È triste dirlo, ma credo che oggi possiamo parlare di tutto questo solo perché abbiamo avuto la fortuna di nascere in una parte di mondo dove è possibile. Nella storia della medicina ci sono state figure femminili rivoluzionarie che hanno aperto la strada, dimostrando che anche per noi era possibile. Avere questa possibilità oggi è una responsabilità verso chi non ce l’ha mai avuta. All’Università di Padova, dove ho studiato, si è laureata la prima donna al mondo, Elena Lucrezia Cornaro Piscopia. Solo alla fine del mio dottorato ho scoperto di essere stata la prima fisioterapista donna in 800 anni di storia dell’Ateneo a conseguire un dottorato di ricerca: un segnale importante in un contesto ancora medico-centrico.
Le donne, quando collaborano, hanno potenzialità straordinarie. È fondamentale costruire ambienti professionali basati sulla cooperazione, non sulla competizione, con l’obiettivo di far crescere la professione e supportare chi verrà dopo di noi — per le colleghe, per le studentesse, per chi non ha avuto opportunità e, soprattutto, per i pazienti.

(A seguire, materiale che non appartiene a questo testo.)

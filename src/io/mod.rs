pub mod config_io;
pub mod dir_store;
pub mod local;
pub mod memory;
pub mod remote;
pub mod sync;
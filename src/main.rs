use clap::Parser;
use skydo::cli::commands::Cli;
use skydo::cli::handlers;

fn main() {
    let cli = Cli::parse();
    init_logging(cli.verbose);

    if let Err(e) = handlers::dispatch(cli) {
        eprintln!("error: {}", e);
        std::process::exit(1);
    }
}

/// Log to stderr at `warn` by default; `-v` raises to info, `-vv` to
/// debug, and `RUST_LOG` overrides both.
fn init_logging(verbose: u8) {
    let level = match verbose {
        0 => "warn",
        1 => "info",
        _ => "debug",
    };
    env_logger::Builder::from_env(env_logger::Env::default().default_filter_or(level))
        .format_timestamp(None)
        .init();
}
use std::fs;
use std::io::{self, Write};
use std::path::Path;

use tempfile::NamedTempFile;

/// Byte-level local persistence keyed by path.
///
/// Holds the save file and the per-list cache files. Implementations
/// decide where the bytes actually go (disk, memory).
pub trait LocalStore {
    /// Read a file. `Ok(None)` if it does not exist.
    fn read(&self, path: &Path) -> io::Result<Option<Vec<u8>>>;

    /// Replace a file's contents, creating parent directories as needed.
    fn write(&self, path: &Path, bytes: &[u8]) -> io::Result<()>;
}

impl<T: LocalStore + ?Sized> LocalStore for &T {
    fn read(&self, path: &Path) -> io::Result<Option<Vec<u8>>> {
        (**self).read(path)
    }

    fn write(&self, path: &Path, bytes: &[u8]) -> io::Result<()> {
        (**self).write(path, bytes)
    }
}

/// The real filesystem
#[derive(Debug, Clone, Copy, Default)]
pub struct FsStore;

impl LocalStore for FsStore {
    fn read(&self, path: &Path) -> io::Result<Option<Vec<u8>>> {
        match fs::read(path) {
            Ok(bytes) => Ok(Some(bytes)),
            Err(e) if e.kind() == io::ErrorKind::NotFound => Ok(None),
            Err(e) => Err(e),
        }
    }

    fn write(&self, path: &Path, bytes: &[u8]) -> io::Result<()> {
        if let Some(parent) = path.parent()
            && !parent.as_os_str().is_empty()
        {
            fs::create_dir_all(parent)?;
        }
        atomic_write(path, bytes)
    }
}

/// Write `content` to `path` atomically using a temp file + rename.
pub fn atomic_write(path: &Path, content: &[u8]) -> io::Result<()> {
    let dir = match path.parent() {
        Some(p) if !p.as_os_str().is_empty() => p,
        _ => Path::new("."),
    };
    let mut tmp = NamedTempFile::new_in(dir)?;
    tmp.write_all(content)?;
    tmp.flush()?;
    tmp.persist(path).map_err(|e| e.error)?;
    Ok(())
}
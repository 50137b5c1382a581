use std::collections::HashSet;

use crate::parse::{FIELD_SEPARATOR, FormatError, IndexFile, IndexRecord, LINE_SEPARATOR, decode};

/// Parse the save file.
///
/// Format: line 0 is the decimal index of the current list; each further
/// line is `name<FF>skylink`. At least one list line is required, the
/// current index must point at one of them, and names must be unique.
pub fn parse_index(raw: &[u8]) -> Result<IndexFile, FormatError> {
    let source = decode(raw)?;
    let lines: Vec<&str> = source.split(LINE_SEPARATOR).collect();

    if lines.len() < 2 {
        return Err(FormatError::MissingLists);
    }

    let current: usize = lines[0]
        .parse()
        .map_err(|_| FormatError::BadCurrent(lines[0].to_string()))?;

    let mut records = Vec::with_capacity(lines.len() - 1);
    let mut seen = HashSet::new();
    for (offset, line) in lines[1..].iter().enumerate() {
        let line_no = offset + 1;
        let (name, skylink) = line
            .split_once(FIELD_SEPARATOR)
            .ok_or(FormatError::BadRecord { line: line_no })?;
        // A second separator would mean a third field
        if skylink.contains(FIELD_SEPARATOR) {
            return Err(FormatError::BadRecord { line: line_no });
        }
        if name.is_empty() {
            return Err(FormatError::MissingName);
        }
        if !seen.insert(name) {
            return Err(FormatError::DuplicateName(name.to_string()));
        }
        records.push(IndexRecord::new(name, skylink));
    }

    if current >= records.len() {
        return Err(FormatError::CurrentOutOfRange {
            current,
            count: records.len(),
        });
    }

    Ok(IndexFile { current, records })
}
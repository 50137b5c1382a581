pub mod collection;
pub mod config;
pub mod entry;
pub mod todo_list;

pub use collection::*;
pub use config::*;
pub use entry::*;
pub use todo_list::*;
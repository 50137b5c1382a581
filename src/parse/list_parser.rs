use crate::model::entry::Entry;
use crate::model::todo_list::TodoList;
use crate::parse::{FormatError, LINE_SEPARATOR, decode};

/// Parse a list from the bytes stored under `skylink`.
///
/// Format: the first line is the name, every following line is one entry.
/// Lines are split on every `\n`; a trailing newline therefore yields a
/// final empty entry, which is exactly what the serializer wrote.
/// The result is clean (`saved = true`).
pub fn parse_list(raw: &[u8], skylink: &str) -> Result<TodoList, FormatError> {
    let source = decode(raw)?;
    let mut lines = source.split(LINE_SEPARATOR);

    // split() always yields at least one segment
    let name = lines.next().ok_or(FormatError::Empty)?;
    if name.is_empty() {
        return Err(FormatError::MissingName);
    }

    let entries = lines.map(Entry::new).collect();
    Ok(TodoList::published(name, skylink, entries))
}
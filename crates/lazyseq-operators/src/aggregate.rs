//! Terminal reducers. Each call opens one enumeration and drives it to the
//! end (or, for `count` on a sequence of known length, pulls nothing).

use std::cmp::Ordering;

use lazyseq_core::error::{Error, Result};

use crate::sequence::Sequence;

/// Element types `sum` and `average` accept.
pub trait Numeric: Copy + 'static {
    const ZERO: Self;
    fn checked_add(self, other: Self) -> Option<Self>;
    fn to_f64(self) -> f64;
}

macro_rules! numeric_int {
    ($($t:ty),*) => {
        $(impl Numeric for $t {
            const ZERO: Self = 0;
            fn checked_add(self, other: Self) -> Option<Self> {
                <$t>::checked_add(self, other)
            }
            fn to_f64(self) -> f64 {
                self as f64
            }
        })*
    };
}

macro_rules! numeric_float {
    ($($t:ty),*) => {
        $(impl Numeric for $t {
            const ZERO: Self = 0.0;
            fn checked_add(self, other: Self) -> Option<Self> {
                Some(self + other)
            }
            fn to_f64(self) -> f64 {
                f64::from(self)
            }
        })*
    };
}

numeric_int!(i32, i64, u32, u64, usize);
numeric_float!(f32, f64);

fn incomparable() -> Error {
    Error::TypeMismatch("values have no defined order".into())
}

fn comparable<K: PartialOrd>(key: &K) -> Result<()> {
    match key.partial_cmp(key) {
        Some(_) => Ok(()),
        None => Err(incomparable()),
    }
}

/// Whether `candidate` should replace `best`. Ties keep `best`.
fn beats<K: PartialOrd>(candidate: &K, best: &K, wanted: Ordering) -> Result<bool> {
    match candidate.partial_cmp(best) {
        Some(ord) => Ok(ord == wanted),
        None => Err(incomparable()),
    }
}

impl<T: Numeric> Sequence<T> {
    /// Total of all elements; zero for an empty sequence.
    pub fn sum(&self) -> Result<T> {
        let mut cursor = self.cursor();
        let mut total = T::ZERO;
        while let Some(item) = cursor.try_next()? {
            total = total.checked_add(item).ok_or(Error::Overflow("sum"))?;
        }
        Ok(total)
    }

    /// Arithmetic mean as `f64`.
    pub fn average(&self) -> Result<f64> {
        let mut cursor = self.cursor();
        let (mut total, mut count) = (0.0f64, 0usize);
        while let Some(item) = cursor.try_next()? {
            total += item.to_f64();
            count += 1;
        }
        if count == 0 {
            return Err(Error::EmptySequence);
        }
        Ok(total / count as f64)
    }
}

impl<T: PartialOrd + 'static> Sequence<T> {
    pub fn min(&self) -> Result<T> {
        self.extreme(Ordering::Less)
    }

    pub fn max(&self) -> Result<T> {
        self.extreme(Ordering::Greater)
    }

    fn extreme(&self, wanted: Ordering) -> Result<T> {
        let mut cursor = self.cursor();
        let mut best = cursor.try_next()?.ok_or(Error::EmptySequence)?;
        comparable(&best)?;
        while let Some(item) = cursor.try_next()? {
            if beats(&item, &best, wanted)? {
                best = item;
            }
        }
        Ok(best)
    }
}

impl<T: 'static> Sequence<T> {
    /// The first element with the smallest `key`.
    pub fn min_by<K, F>(&self, key: F) -> Result<T>
    where
        K: PartialOrd,
        F: Fn(&T) -> K,
    {
        self.keyed_extreme(key, Ordering::Less)
    }

    /// The first element with the largest `key`.
    pub fn max_by<K, F>(&self, key: F) -> Result<T>
    where
        K: PartialOrd,
        F: Fn(&T) -> K,
    {
        self.keyed_extreme(key, Ordering::Greater)
    }

    fn keyed_extreme<K, F>(&self, key: F, wanted: Ordering) -> Result<T>
    where
        K: PartialOrd,
        F: Fn(&T) -> K,
    {
        let mut cursor = self.cursor();
        let mut best = cursor.try_next()?.ok_or(Error::EmptySequence)?;
        let mut best_key = key(&best);
        comparable(&best_key)?;
        while let Some(item) = cursor.try_next()? {
            let k = key(&item);
            if beats(&k, &best_key, wanted)? {
                best = item;
                best_key = k;
            }
        }
        Ok(best)
    }

    /// Left fold from `seed`.
    pub fn aggregate<A, F>(&self, seed: A, f: F) -> Result<A>
    where
        F: Fn(A, T) -> A,
    {
        let mut cursor = self.cursor();
        let mut acc = seed;
        while let Some(item) = cursor.try_next()? {
            acc = f(acc, item);
        }
        Ok(acc)
    }

    /// Left fold from `seed`, then `result` over the final accumulator.
    pub fn aggregate_with<A, R, F, G>(&self, seed: A, f: F, result: G) -> Result<R>
    where
        F: Fn(A, T) -> A,
        G: FnOnce(A) -> R,
    {
        self.aggregate(seed, f).map(result)
    }

    /// Unseeded fold: the first element is the initial accumulator.
    pub fn reduce<F>(&self, f: F) -> Result<T>
    where
        F: Fn(T, T) -> T,
    {
        let mut cursor = self.cursor();
        let mut acc = cursor.try_next()?.ok_or(Error::EmptySequence)?;
        while let Some(item) = cursor.try_next()? {
            acc = f(acc, item);
        }
        Ok(acc)
    }

    /// Number of elements. When the length is known without enumerating,
    /// stages that preserve it (such as `select`) are not run.
    pub fn count(&self) -> Result<usize> {
        if let Some(len) = self.non_enumerated_count() {
            return Ok(len);
        }
        let mut cursor = self.cursor();
        let mut n = 0;
        while cursor.try_next()?.is_some() {
            n += 1;
        }
        Ok(n)
    }

    pub fn count_where<F>(&self, predicate: F) -> Result<usize>
    where
        F: Fn(&T) -> bool,
    {
        self.aggregate(0, |n, item| if predicate(&item) { n + 1 } else { n })
    }
}

#[cfg(test)]
mod tests {
    use super::*;

    #[test]
    fn numeric_reducers() {
        let seq = Sequence::from_vec(vec![10, 20, 30]);
        assert_eq!(seq.sum().unwrap(), 60);
        assert_eq!(seq.min().unwrap(), 10);
        assert_eq!(seq.max().unwrap(), 30);
        assert_eq!(seq.average().unwrap(), 20.0);
        assert_eq!(Sequence::<f64>::empty().sum().unwrap(), 0.0);
    }

    #[test]
    fn empty_input_reports_empty_sequence() {
        let empty = Sequence::<i32>::empty();
        assert_eq!(empty.min(), Err(Error::EmptySequence));
        assert_eq!(empty.max(), Err(Error::EmptySequence));
        assert_eq!(empty.average(), Err(Error::EmptySequence));
        assert_eq!(empty.reduce(|a, b| a + b), Err(Error::EmptySequence));
        assert_eq!(empty.min_by(|x| *x), Err(Error::EmptySequence));
    }

    #[test]
    fn nan_is_incomparable() {
        let seq = Sequence::from_vec(vec![1.0, f64::NAN, 3.0]);
        assert!(matches!(seq.max(), Err(Error::TypeMismatch(_))));
        assert!(matches!(
            Sequence::from_vec(vec![f64::NAN]).min(),
            Err(Error::TypeMismatch(_))
        ));
    }

    #[test]
    fn sum_overflow_is_reported() {
        let seq = Sequence::from_vec(vec![i32::MAX, 1]);
        assert_eq!(seq.sum(), Err(Error::Overflow("sum")));
    }

    #[test]
    fn min_by_and_max_by_keep_the_first_extreme() {
        let names = Sequence::from_vec(vec!["Tom", "Dick", "Harry", "Mary", "Jay"]);
        assert_eq!(names.min_by(|s| s.len()).unwrap(), "Tom");
        assert_eq!(names.max_by(|s| s.len()).unwrap(), "Harry");
        assert_eq!(names.max_by(|s| s.len() % 2).unwrap(), "Tom");
    }

    #[test]
    fn folds() {
        let seq = Sequence::from_vec(vec![1, 2, 3, 4]);
        assert_eq!(seq.aggregate(0, |acc, x| acc * 10 + x).unwrap(), 1234);
        assert_eq!(
            seq.aggregate_with(0, |acc, x| acc + x, |total| format!("{total}")).unwrap(),
            "10"
        );
        assert_eq!(seq.reduce(|a, b| a * b).unwrap(), 24);
        assert_eq!(seq.count().unwrap(), 4);
        assert_eq!(seq.filter(|x| x % 2 == 0).count().unwrap(), 2);
        assert_eq!(seq.count_where(|x| *x > 1).unwrap(), 3);
    }

    #[test]
    fn known_length_count_skips_projections() {
        let calls = std::rc::Rc::new(std::cell::Cell::new(0));
        let seen = std::rc::Rc::clone(&calls);
        let projected = Sequence::from_vec(vec![1, 2, 3]).select(move |x| {
            seen.set(seen.get() + 1);
            x * 2
        });
        assert_eq!(projected.count().unwrap(), 3);
        assert_eq!(calls.get(), 0);
        assert_eq!(projected.to_vec().unwrap(), vec![2, 4, 6]);
        assert_eq!(calls.get(), 3);
    }
}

Quali sfide e opportunità vedi per la ricerca in Fisioterapia nei prossimi anni?

La prima sfida è culturale e metodologica: dobbiamo rafforzare la nostra preparazione sul metodo scientifico, imparare a formulare ipotesi solide e utilizzare strumenti adeguati. La scienza non è solo nel risultato, ma nel processo. I social, spesso, trasmettono solo l’aspetto performativo della ricerca, tralasciando la parte più importante: il rigore del metodo.
Serve anche un cambio di paradigma: dobbiamo trattare l’intervento riabilitativo come un “farmaco”, studiandone posologia, tempistiche, effetti biologici e differenze di genere. Per essere competitivi a livello internazionale, servono studi multicentrici e una integrazione strutturata tra ricercatori e clinici, che devono dialogare come parti di un’unica filiera.
Non dobbiamo temere la complessità né rincorrere soluzioni facili: il comportamento motorio umano è complesso, e solo accettando questa complessità potremo offrire cure efficaci. Anche gli studi che non confermano le ipotesi iniziali sono fondamentali per la crescita scientifica.
L’opportunità più grande? Gli studenti. Dobbiamo investire su di loro, trasmettere strumenti solidi fin dall’università e prepararli a un confronto aperto, maturo e multidisciplinare.

Cosa significa per te questo riconoscimento da parte di AIFI?

Ha un valore particolare perché premia un progetto nato cinque anni fa nella mia mente e cresciuto con colleghi che hanno creduto in me. Abbiamo superato tante difficoltà e costruito qualcosa di nuovo e significativo nel campo della prognosi post-ictus. Questo premio è il segnale che la comunità scientifica è pronta a cambiare prospettiva, anche metodologicamente. Sono grata ad AIFI per aver riconosciuto e valorizzato questo lavoro, dandogli visibilità e uno spazio dedicato.

Come pensi che AIFI possa sostenere ulteriormente le giovani ricercatrici?

Queste iniziative legate alla Giornata Internazionale delle Donne e delle Ragazze nella Scienza sono già un segnale forte. Sarebbe utile rafforzare i canali di dialogo con le istituzioni per garantire più tutele a chi desidera costruire una famiglia, e più stabilità professionale per chi lavora nella ricerca. Solo così sarà possibile coltivare il talento senza costringerlo a scegliere tra carriera e vita personale.